Ah, the digital world - never enough bits! My first reaction was to think that this extra sample was a floating point truncation error in the s.phase() and s.period() math, but then I came to think hmm... would those minuscule fractions of samples make any difference to a zero crossing timing?
Yes, those are good questions. Of course a samp is a very short period but thanks to double floats we have a almost obscene amount of resolution at that scale. I also think that floating point errors only become significant when multiplying very large numbers with very small ones, which I don't think is the case here (but I'm not sure).
Furthermore, why would a truncation error be weighted?
That bit may not be very hard; it may well be the case that if the floats when truncated are truncated towards zero. As we are always dealing with positive numbers that could explain something?
Your declaration that "the value is on -average- lower in magnitude" started me thinking 'okay, how average?' So I wrote up a little script:
Ah-Ha! A scientific approach to investigating a unknown phenomena. :¬)
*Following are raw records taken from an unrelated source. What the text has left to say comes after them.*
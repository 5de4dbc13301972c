use axum::{
    Json, Router,
    extract::{Path, Query, State},
    http::StatusCode,
    routing::{get, patch, put},
};
use serde::{Deserialize, Deserializer, Serialize};
use utoipa::ToSchema;
use uuid::Uuid;

use crate::application::use_cases::camping_options::fields::{
    CreateField, DeleteField, FieldInput, ListFields, ReorderFields, UpdateField,
};
use crate::application::use_cases::camping_options::options::{
    CampingOptionInput, CreateCampingOption, DeleteCampingOption, GetCampingOption,
    ListCampingOptions, UpdateCampingOption,
};
use crate::bootstrap::app_context::AppContext;
use crate::domain::camping::camping_option::{
    CampingOptionDetail, CampingOptionField, FieldDataType,
};
use crate::presentation::http::auth::{Bearer, authenticate};
use crate::presentation::http::error::ApiResult;

type Timestamp = chrono::DateTime<chrono::Utc>;

#[derive(Debug, Serialize, ToSchema)]
pub struct FieldResponse {
    pub id: Uuid,
    pub camping_option_id: Uuid,
    pub display_name: String,
    pub description: Option<String>,
    pub data_type: FieldDataType,
    pub required: bool,
    pub max_length: Option<i32>,
    pub min_value: Option<f64>,
    pub max_value: Option<f64>,
    pub ordinal: i32,
}

impl From<CampingOptionField> for FieldResponse {
    fn from(f: CampingOptionField) -> Self {
        FieldResponse {
            id: f.id,
            camping_option_id: f.camping_option_id,
            display_name: f.display_name,
            description: f.description,
            data_type: f.data_type,
            required: f.required,
            max_length: f.max_length,
            min_value: f.min_value,
            max_value: f.max_value,
            ordinal: f.ordinal,
        }
    }
}

#[derive(Debug, Serialize, ToSchema)]
pub struct CampingOptionResponse {
    pub id: Uuid,
    pub name: String,
    pub description: Option<String>,
    pub enabled: bool,
    pub work_shifts_required: i32,
    /// Cents.
    pub participant_dues: i64,
    /// Cents.
    pub staff_dues: i64,
    /// 0 means unlimited.
    pub max_signups: i32,
    pub current_signups: i64,
    pub is_full: bool,
    pub job_category_ids: Vec<Uuid>,
    pub fields: Vec<FieldResponse>,
    pub created_at: Timestamp,
    pub updated_at: Timestamp,
}

impl From<CampingOptionDetail> for CampingOptionResponse {
    fn from(d: CampingOptionDetail) -> Self {
        let is_full = d.is_full();
        let o = d.option;
        CampingOptionResponse {
            id: o.id,
            name: o.name,
            description: o.description,
            enabled: o.enabled,
            work_shifts_required: o.work_shifts_required,
            participant_dues: o.participant_dues,
            staff_dues: o.staff_dues,
            max_signups: o.max_signups,
            current_signups: d.current_signups,
            is_full,
            job_category_ids: o.job_category_ids,
            fields: d.fields.into_iter().map(Into::into).collect(),
            created_at: o.created_at,
            updated_at: o.updated_at,
        }
    }
}

#[derive(Debug, Default, Deserialize, ToSchema)]
#[serde(default)]
pub struct CampingOptionBody {
    pub name: Option<String>,
    pub description: Option<String>,
    pub enabled: Option<bool>,
    pub work_shifts_required: Option<i32>,
    pub participant_dues: Option<i64>,
    pub staff_dues: Option<i64>,
    pub max_signups: Option<i32>,
    /// Replaces the linked job categories when present.
    pub job_category_ids: Option<Vec<Uuid>>,
}

impl From<CampingOptionBody> for CampingOptionInput {
    fn from(b: CampingOptionBody) -> Self {
        CampingOptionInput {
            name: b.name,
            description: b.description,
            enabled: b.enabled,
            work_shifts_required: b.work_shifts_required,
            participant_dues: b.participant_dues,
            staff_dues: b.staff_dues,
            max_signups: b.max_signups,
            job_category_ids: b.job_category_ids,
        }
    }
}

/// Keeps "absent" and "null" apart: absent leaves the column alone, null clears it.
fn double_option<'de, D, T>(deserializer: D) -> Result<Option<Option<T>>, D::Error>
where
    D: Deserializer<'de>,
    T: Deserialize<'de>,
{
    Option::<T>::deserialize(deserializer).map(Some)
}

#[derive(Debug, Default, Deserialize, ToSchema)]
#[serde(default)]
pub struct FieldBody {
    pub display_name: Option<String>,
    pub description: Option<String>,
    pub data_type: Option<FieldDataType>,
    pub required: Option<bool>,
    #[serde(deserialize_with = "double_option")]
    #[schema(value_type = Option<i32>)]
    pub max_length: Option<Option<i32>>,
    #[serde(deserialize_with = "double_option")]
    #[schema(value_type = Option<f64>)]
    pub min_value: Option<Option<f64>>,
    #[serde(deserialize_with = "double_option")]
    #[schema(value_type = Option<f64>)]
    pub max_value: Option<Option<f64>>,
}

impl From<FieldBody> for FieldInput {
    fn from(b: FieldBody) -> Self {
        FieldInput {
            display_name: b.display_name,
            description: b.description,
            data_type: b.data_type,
            required: b.required,
            max_length: b.max_length,
            min_value: b.min_value,
            max_value: b.max_value,
        }
    }
}

#[derive(Debug, Deserialize, ToSchema)]
pub struct ReorderFieldsBody {
    pub field_ids: Vec<Uuid>,
}

#[derive(Debug, Deserialize)]
pub struct ListOptionsQuery {
    #[serde(default)]
    pub include_disabled: bool,
}

pub fn routes(ctx: AppContext) -> Router {
    Router::new()
        .route("/camping-options", get(list_options).post(create_option))
        .route(
            "/camping-options/:id",
            get(get_option).patch(update_option).delete(delete_option),
        )
        .route(
            "/camping-options/:id/fields",
            get(list_fields).post(create_field),
        )
        .route("/camping-options/:id/fields/order", put(reorder_fields))
        .route(
            "/camping-options/:id/fields/:field_id",
            patch(update_field).delete(delete_field),
        )
        .with_state(ctx)
}

#[utoipa::path(get, path = "/api/camping-options", tag = "Camping options",
    params(("include_disabled" = Option<bool>, Query, description = "Staff only: include disabled options")),
    responses((status = 200, body = [CampingOptionResponse])))]
pub async fn list_options(
    State(ctx): State<AppContext>,
    bearer: Bearer,
    Query(q): Query<ListOptionsQuery>,
) -> ApiResult<Json<Vec<CampingOptionResponse>>> {
    let actor = authenticate(&ctx, bearer).await?;
    let repo = ctx.camping_option_repo();
    let uc = ListCampingOptions {
        repo: repo.as_ref(),
    };
    let options = uc.execute(&actor, q.include_disabled).await?;
    Ok(Json(options.into_iter().map(Into::into).collect()))
}

#[utoipa::path(post, path = "/api/camping-options", tag = "Camping options", request_body = CampingOptionBody,
    responses((status = 201, body = CampingOptionResponse)))]
pub async fn create_option(
    State(ctx): State<AppContext>,
    bearer: Bearer,
    Json(body): Json<CampingOptionBody>,
) -> ApiResult<(StatusCode, Json<CampingOptionResponse>)> {
    let actor = authenticate(&ctx, bearer).await?;
    let repo = ctx.camping_option_repo();
    let categories = ctx.job_category_repo();
    let uc = CreateCampingOption {
        repo: repo.as_ref(),
        categories: categories.as_ref(),
    };
    let option = uc.execute(&actor, body.into()).await?;
    Ok((StatusCode::CREATED, Json(option.into())))
}

#[utoipa::path(get, path = "/api/camping-options/{id}", tag = "Camping options",
    params(("id" = Uuid, Path, description = "Camping option ID")),
    responses((status = 200, body = CampingOptionResponse)))]
pub async fn get_option(
    State(ctx): State<AppContext>,
    bearer: Bearer,
    Path(id): Path<Uuid>,
) -> ApiResult<Json<CampingOptionResponse>> {
    let actor = authenticate(&ctx, bearer).await?;
    let repo = ctx.camping_option_repo();
    let uc = GetCampingOption {
        repo: repo.as_ref(),
    };
    Ok(Json(uc.execute(&actor, id).await?.into()))
}

#[utoipa::path(patch, path = "/api/camping-options/{id}", tag = "Camping options", request_body = CampingOptionBody,
    params(("id" = Uuid, Path, description = "Camping option ID")),
    responses((status = 200, body = CampingOptionResponse)))]
pub async fn update_option(
    State(ctx): State<AppContext>,
    bearer: Bearer,
    Path(id): Path<Uuid>,
    Json(body): Json<CampingOptionBody>,
) -> ApiResult<Json<CampingOptionResponse>> {
    let actor = authenticate(&ctx, bearer).await?;
    let repo = ctx.camping_option_repo();
    let categories = ctx.job_category_repo();
    let uc = UpdateCampingOption {
        repo: repo.as_ref(),
        categories: categories.as_ref(),
    };
    Ok(Json(uc.execute(&actor, id, body.into()).await?.into()))
}

#[utoipa::path(delete, path = "/api/camping-options/{id}", tag = "Camping options",
    params(("id" = Uuid, Path, description = "Camping option ID")),
    responses((status = 204)))]
pub async fn delete_option(
    State(ctx): State<AppContext>,
    bearer: Bearer,
    Path(id): Path<Uuid>,
) -> ApiResult<StatusCode> {
    let actor = authenticate(&ctx, bearer).await?;
    let repo = ctx.camping_option_repo();
    let uc = DeleteCampingOption {
        repo: repo.as_ref(),
    };
    uc.execute(&actor, id).await?;
    Ok(StatusCode::NO_CONTENT)
}

#[utoipa::path(get, path = "/api/camping-options/{id}/fields", tag = "Camping options",
    params(("id" = Uuid, Path, description = "Camping option ID")),
    responses((status = 200, body = [FieldResponse])))]
pub async fn list_fields(
    State(ctx): State<AppContext>,
    bearer: Bearer,
    Path(id): Path<Uuid>,
) -> ApiResult<Json<Vec<FieldResponse>>> {
    authenticate(&ctx, bearer).await?;
    let repo = ctx.camping_option_field_repo();
    let options = ctx.camping_option_repo();
    let uc = ListFields {
        repo: repo.as_ref(),
        options: options.as_ref(),
    };
    let fields = uc.execute(id).await?;
    Ok(Json(fields.into_iter().map(Into::into).collect()))
}

#[utoipa::path(post, path = "/api/camping-options/{id}/fields", tag = "Camping options", request_body = FieldBody,
    params(("id" = Uuid, Path, description = "Camping option ID")),
    responses((status = 201, body = FieldResponse)))]
pub async fn create_field(
    State(ctx): State<AppContext>,
    bearer: Bearer,
    Path(id): Path<Uuid>,
    Json(body): Json<FieldBody>,
) -> ApiResult<(StatusCode, Json<FieldResponse>)> {
    let actor = authenticate(&ctx, bearer).await?;
    let repo = ctx.camping_option_field_repo();
    let options = ctx.camping_option_repo();
    let uc = CreateField {
        repo: repo.as_ref(),
        options: options.as_ref(),
    };
    let field = uc.execute(&actor, id, body.into()).await?;
    Ok((StatusCode::CREATED, Json(field.into())))
}

#[utoipa::path(put, path = "/api/camping-options/{id}/fields/order", tag = "Camping options", request_body = ReorderFieldsBody,
    params(("id" = Uuid, Path, description = "Camping option ID")),
    responses((status = 200, body = [FieldResponse])))]
pub async fn reorder_fields(
    State(ctx): State<AppContext>,
    bearer: Bearer,
    Path(id): Path<Uuid>,
    Json(body): Json<ReorderFieldsBody>,
) -> ApiResult<Json<Vec<FieldResponse>>> {
    let actor = authenticate(&ctx, bearer).await?;
    let repo = ctx.camping_option_field_repo();
    let options = ctx.camping_option_repo();
    let uc = ReorderFields {
        repo: repo.as_ref(),
        options: options.as_ref(),
    };
    let fields = uc.execute(&actor, id, body.field_ids).await?;
    Ok(Json(fields.into_iter().map(Into::into).collect()))
}

#[utoipa::path(patch, path = "/api/camping-options/{id}/fields/{field_id}", tag = "Camping options", request_body = FieldBody,
    params(
        ("id" = Uuid, Path, description = "Camping option ID"),
        ("field_id" = Uuid, Path, description = "Field ID")
    ),
    responses((status = 200, body = FieldResponse)))]
pub async fn update_field(
    State(ctx): State<AppContext>,
    bearer: Bearer,
    Path((id, field_id)): Path<(Uuid, Uuid)>,
    Json(body): Json<FieldBody>,
) -> ApiResult<Json<FieldResponse>> {
    let actor = authenticate(&ctx, bearer).await?;
    let repo = ctx.camping_option_field_repo();
    let uc = UpdateField {
        repo: repo.as_ref(),
    };
    Ok(Json(uc.execute(&actor, id, field_id, body.into()).await?.into()))
}

#[utoipa::path(delete, path = "/api/camping-options/{id}/fields/{field_id}", tag = "Camping options",
    params(
        ("id" = Uuid, Path, description = "Camping option ID"),
        ("field_id" = Uuid, Path, description = "Field ID")
    ),
    responses((status = 204)))]
pub async fn delete_field(
    State(ctx): State<AppContext>,
    bearer: Bearer,
    Path((id, field_id)): Path<(Uuid, Uuid)>,
) -> ApiResult<StatusCode> {
    let actor = authenticate(&ctx, bearer).await?;
    let repo = ctx.camping_option_field_repo();
    let uc = DeleteField {
        repo: repo.as_ref(),
    };
    uc.execute(&actor, id, field_id).await?;
    Ok(StatusCode::NO_CONTENT)
}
I'll admit, at first I didn't have the zero crossing checks in, so I was understanding very little, but once I realized that the zero crossings were equally distributed between the two possible locations, things clicked. Obviously the extra sample would "on average" (about 75% of the time) result in a lower s.last() value, because it's the sample around which the zero crossing would pivot. If the zero crossing didn't pivot, then you'd see an even distribution of probability for the lowest value.
I think you are right.
Your initial calculation is advancing time to the end of the period (or so it tries). I think there is a truncation error that is hidden in the math (that would explain why the zero crossing is jumping back and forth between the two locations, with an even distribution), and therefore only half the time you've advanced fully to the end of the period (the other half of the time you're off by one sample).
Hmmmm, I really would expect it to truncate towards zero. Another thing is that I'm not sure at what point the .phase() is actually calculated. When you call to .last() you get the sample at the last UGen tick so that value is at that point on average .5::samp out of date. I'm not sure whether .phase() is also calculated at that moment or whether it can be calculated in between ticks. This could be another factor.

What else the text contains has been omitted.